We are playing in a massive tent next to a French science park. They have a submarine called "The Argonaut’ which looks sexy and dangerous, a pure piece of mechanical porn. Super Furry Animals used to have a tank and I want us to own a submarine. Now that would be cool, surfacing at each gig in a plume of water.

23/3/2001 Today is the first day we have seen sunshine since the tour began. Yesterday we stayed at a grim motorway hotel outside the ring road around Bordeaux. There was nothing to do except sleep and watch dubbed television. Dubbed films raise several points. Does it mean that in France nobody actually knows what Sean Connery really sounds like? And does that also mean that maybe the same voiceover actor is used for Sean Connery since time began. Perhaps that voiceover actor has a parallel famous career to Sean, desperately hoping that Sean’s career stays buoyant so that his voice career stays equally buoyant. I watched "Dirty Harry" with dubbed voices and it then occurred that perhaps an unscrupulous actor could pervert the courses of a career by supplying a stupid voice, or speech impediment to a famous face."Maketh mythe daythe" indeed. As I write we have just crossed the border into Spain, the sky is blue, the sea is azure and I need to piss like a championship racehorse.

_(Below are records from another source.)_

//! One triage cycle
//!
//! ```text
//! follow-up scan ─► list threads ─► upsert ─► staleness gate ─► triage
//!                                                   │              │
//!                                              (unchanged)    record run
//!                                                   ▼              ▼
//!                                                 skip      reconcile tasks
//!
//! open tasks ─► bucket + sort ─► render ─► (send)
//! ```
//!
//! Mail-provider failures abort the cycle. A thread that fails triage is
//! logged and counted; its analyzed marker is untouched, so the next cycle
//! retries it.

use crate::config::Config;
use crate::db::Database;
use crate::digest::{group_and_sort, render_digest, DigestConfig};
use crate::error::{Error, Result};
use crate::followup::waiting_on_reply_at;
use crate::mail::MailProvider;
use crate::reconcile;
use crate::triage::TriageEngine;
use crate::types::{Priority, ThreadSummary};
use chrono::{DateTime, NaiveDate, Utc};
use std::time::Duration;

/// Minimum delay between poll iterations.
pub const MIN_POLL_INTERVAL: Duration = Duration::from_secs(60);

/// Digest subject line for a configured prefix.
pub fn digest_subject(prefix: &str) -> String {
    format!("[{prefix}] Daily Action Digest")
}

/// Delay between poll iterations: the configured minutes, at least a minute.
pub fn poll_interval(minutes: u64) -> Duration {
    Duration::from_secs(minutes.saturating_mul(60)).max(MIN_POLL_INTERVAL)
}

/// Counters and output of one cycle.
#[derive(Debug, Clone, Default, PartialEq)]
pub struct CycleReport {
    /// Follow-up tasks created by the waiting-on-reply scan
    pub followups_created: usize,
    pub threads_seen: usize,
    pub threads_analyzed: usize,
    /// Threads whose change marker matched the last analysis
    pub threads_unchanged: usize,
    /// Threads whose triage failed this cycle
    pub threads_failed: usize,
    /// Confident ignore outputs that created no tasks
    pub threads_suppressed: usize,
    pub tasks_created: usize,
    pub open_tasks: usize,
    pub digest_html: String,
    pub digest_sent: bool,
}

/// Runs cycles against one provider, engine and database.
pub struct TriageCycle<'a> {
    db: &'a Database,
    provider: &'a dyn MailProvider,
    engine: &'a TriageEngine,
    config: &'a Config,
    digest: DigestConfig,
}

impl<'a> TriageCycle<'a> {
    pub fn new(
        db: &'a Database,
        provider: &'a dyn MailProvider,
        engine: &'a TriageEngine,
        config: &'a Config,
    ) -> Self {
        Self {
            db,
            provider,
            engine,
            config,
            digest: DigestConfig::from_config(config),
        }
    }

    /// Run one cycle now.
    pub fn run_once(&self) -> Result<CycleReport> {
        self.run_at(Utc::now())
    }

    /// Run one cycle as of `now`.
    pub fn run_at(&self, now: DateTime<Utc>) -> Result<CycleReport> {
        let mut report = CycleReport::default();
        let provider = self.provider.provider_name();

        let my_email = self.config.mail.my_email.as_deref().unwrap_or("").trim();
        if self.config.followup.enabled && !my_email.is_empty() {
            report.followups_created = self.followup_scan(my_email, now)?;
        }

        let threads = self
            .provider
            .fetch_recent_threads(self.config.cycle.lookback_days, self.config.cycle.max_threads)?;
        report.threads_seen = threads.len();
        tracing::info!(provider, threads = threads.len(), "Fetched candidate threads");

        for summary in &threads {
            self.process_thread(summary, now, &mut report)?;
        }

        let today = now.date_naive();
        let (html, open_tasks) = self.build_digest(today)?;
        report.open_tasks = open_tasks;

        if self.config.cycle.send_digest {
            let to = self
                .config
                .mail
                .digest_to
                .as_deref()
                .map(str::trim)
                .filter(|t| !t.is_empty())
                .ok_or_else(|| Error::Config("mail.digest_to is required to send the digest".to_string()))?;
            let subject = digest_subject(&self.config.mail.digest_subject_prefix);
            self.provider.send_mail(to, &subject, &html)?;
            report.digest_sent = true;
            tracing::info!(to, open_tasks, "Digest sent");
        }
        report.digest_html = html;

        tracing::info!(
            provider,
            followups_created = report.followups_created,
            threads_seen = report.threads_seen,
            threads_analyzed = report.threads_analyzed,
            threads_unchanged = report.threads_unchanged,
            threads_failed = report.threads_failed,
            threads_suppressed = report.threads_suppressed,
            tasks_created = report.tasks_created,
            open_tasks = report.open_tasks,
            "Cycle complete"
        );
        Ok(report)
    }

    /// Render the digest for the current open tasks. Returns the HTML and the
    /// number of open tasks.
    pub fn build_digest(&self, today: NaiveDate) -> Result<(String, usize)> {
        let open = self.db.list_open_tasks()?;
        let count = open.len();
        let buckets = group_and_sort(open, &self.digest, today);
        Ok((render_digest(&buckets, today), count))
    }

    fn process_thread(
        &self,
        summary: &ThreadSummary,
        now: DateTime<Utc>,
        report: &mut CycleReport,
    ) -> Result<()> {
        let provider = self.provider.provider_name();
        let thread_id = summary.id.as_str();
        let marker = summary.change_marker.as_deref();

        self.db
            .upsert_thread(provider, thread_id, &summary.subject, now, marker)?;
        if !self.db.should_analyze_thread(provider, thread_id, marker)? {
            report.threads_unchanged += 1;
            tracing::debug!(thread_id, marker, "Thread unchanged, skipping");
            return Ok(());
        }

        let messages = self
            .provider
            .fetch_thread_messages(thread_id, self.config.mail.max_messages_per_thread)?;

        let output = match self.engine.triage(&summary.subject, &messages) {
            Ok(output) => output,
            Err(e) => {
                report.threads_failed += 1;
                tracing::warn!(thread_id, error = %e, "Triage failed; will retry next cycle");
                return Ok(());
            }
        };
        report.threads_analyzed += 1;

        reconcile::record_triage(
            self.db,
            provider,
            thread_id,
            now,
            self.engine.model_name(),
            marker,
            &output,
        )?;

        if output.priority == Priority::Ignore
            && output.confidence >= self.config.cycle.confidence_threshold
        {
            report.threads_suppressed += 1;
            tracing::debug!(thread_id, confidence = output.confidence, "Confident ignore, no tasks");
            return Ok(());
        }

        let outcome = reconcile::reconcile(self.db, provider, thread_id, now, &output)?;
        report.tasks_created += outcome.inserted.len();
        tracing::debug!(
            thread_id,
            domain = %output.domain,
            priority = %output.priority,
            inserted = outcome.inserted.len(),
            duplicates = outcome.duplicates,
            "Thread triaged"
        );
        Ok(())
    }

    /// Create follow-up tasks for threads where I am waiting on a reply.
    fn followup_scan(&self, my_email: &str, now: DateTime<Utc>) -> Result<usize> {
        let provider = self.provider.provider_name();
        let followup = &self.config.followup;
        let threads = self
            .provider
            .fetch_recent_threads(followup.lookback_days, followup.max_threads)?;

        let mut created = 0;
        for summary in &threads {
            let messages = self
                .provider
                .fetch_thread_messages(&summary.id, self.config.mail.max_messages_per_thread)?;
            let (true, Some(last_out)) =
                waiting_on_reply_at(&messages, my_email, followup.stale_days, now)
            else {
                continue;
            };

            self.db.upsert_thread(
                provider,
                &summary.id,
                &summary.subject,
                now,
                summary.change_marker.as_deref(),
            )?;
            // Once triaged, the thread keeps the bucket of its latest triage
            let triaged = self
                .db
                .get_thread(provider, &summary.id)?
                .is_some_and(|t| t.last_analyzed_at.is_some());
            if !triaged {
                self.db
                    .set_digest_bucket(provider, &summary.id, &followup.bucket)?;
            }

            let subject = match summary.subject.trim() {
                "" => "Email thread",
                s => s,
            };
            let title = format!("Follow up: {subject}");
            let notes = format!(
                "Waiting on reply. Last outbound from {} was {}.",
                my_email,
                last_out.date_naive()
            );
            // Due when the thread went stale, so the key is the same every day
            let due = (last_out.date_naive() + chrono::Days::new(followup.stale_days.max(0) as u64))
                .to_string();
            let task = reconcile::create_followup_task(
                self.db,
                provider,
                &summary.id,
                now,
                &followup.priority,
                &title,
                Some(&due),
                &notes,
            )?;
            if task.is_some() {
                created += 1;
            }
        }

        tracing::info!(provider, scanned = threads.len(), created, "Follow-up scan complete");
        Ok(created)
    }
}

26/3/2001 The tour diary has slowed for a very typical reason, that the computer had become lost on the bus. This happens easily with a bus full of fools. We have played Bilboa, which was a magnificent place; really beautiful with great wide streets filled with cafes and cheerful people. As usual we managed to spoil it by arguing and being filled with hate for each other. I don’t think any band truly likes each other, they merely tolerate - with little patches of love. We played Madrid the day before yesterday and yesterday we played Lisbon. The bus was blocked in at the end of the night by the streets being hemmed in by double-parked cars. The Spanish police escorted us out through one-way streets, and like royalty we bolted out of the city. I thought Lisbon was pretty cool, all narrow streets and faded glamour. It rained heavily all day but was very hot, steam rising off floodlit balconies into the fizzing rain. The crowd was the best we have had all tour, like a massive rolling football crowd. When I was on stage, you could see the humidity make a fog through which thousands of arms poked. Later on, watching Placebo, you could see how the crowd had become one single tidal mass, ebbing and flowing with the music.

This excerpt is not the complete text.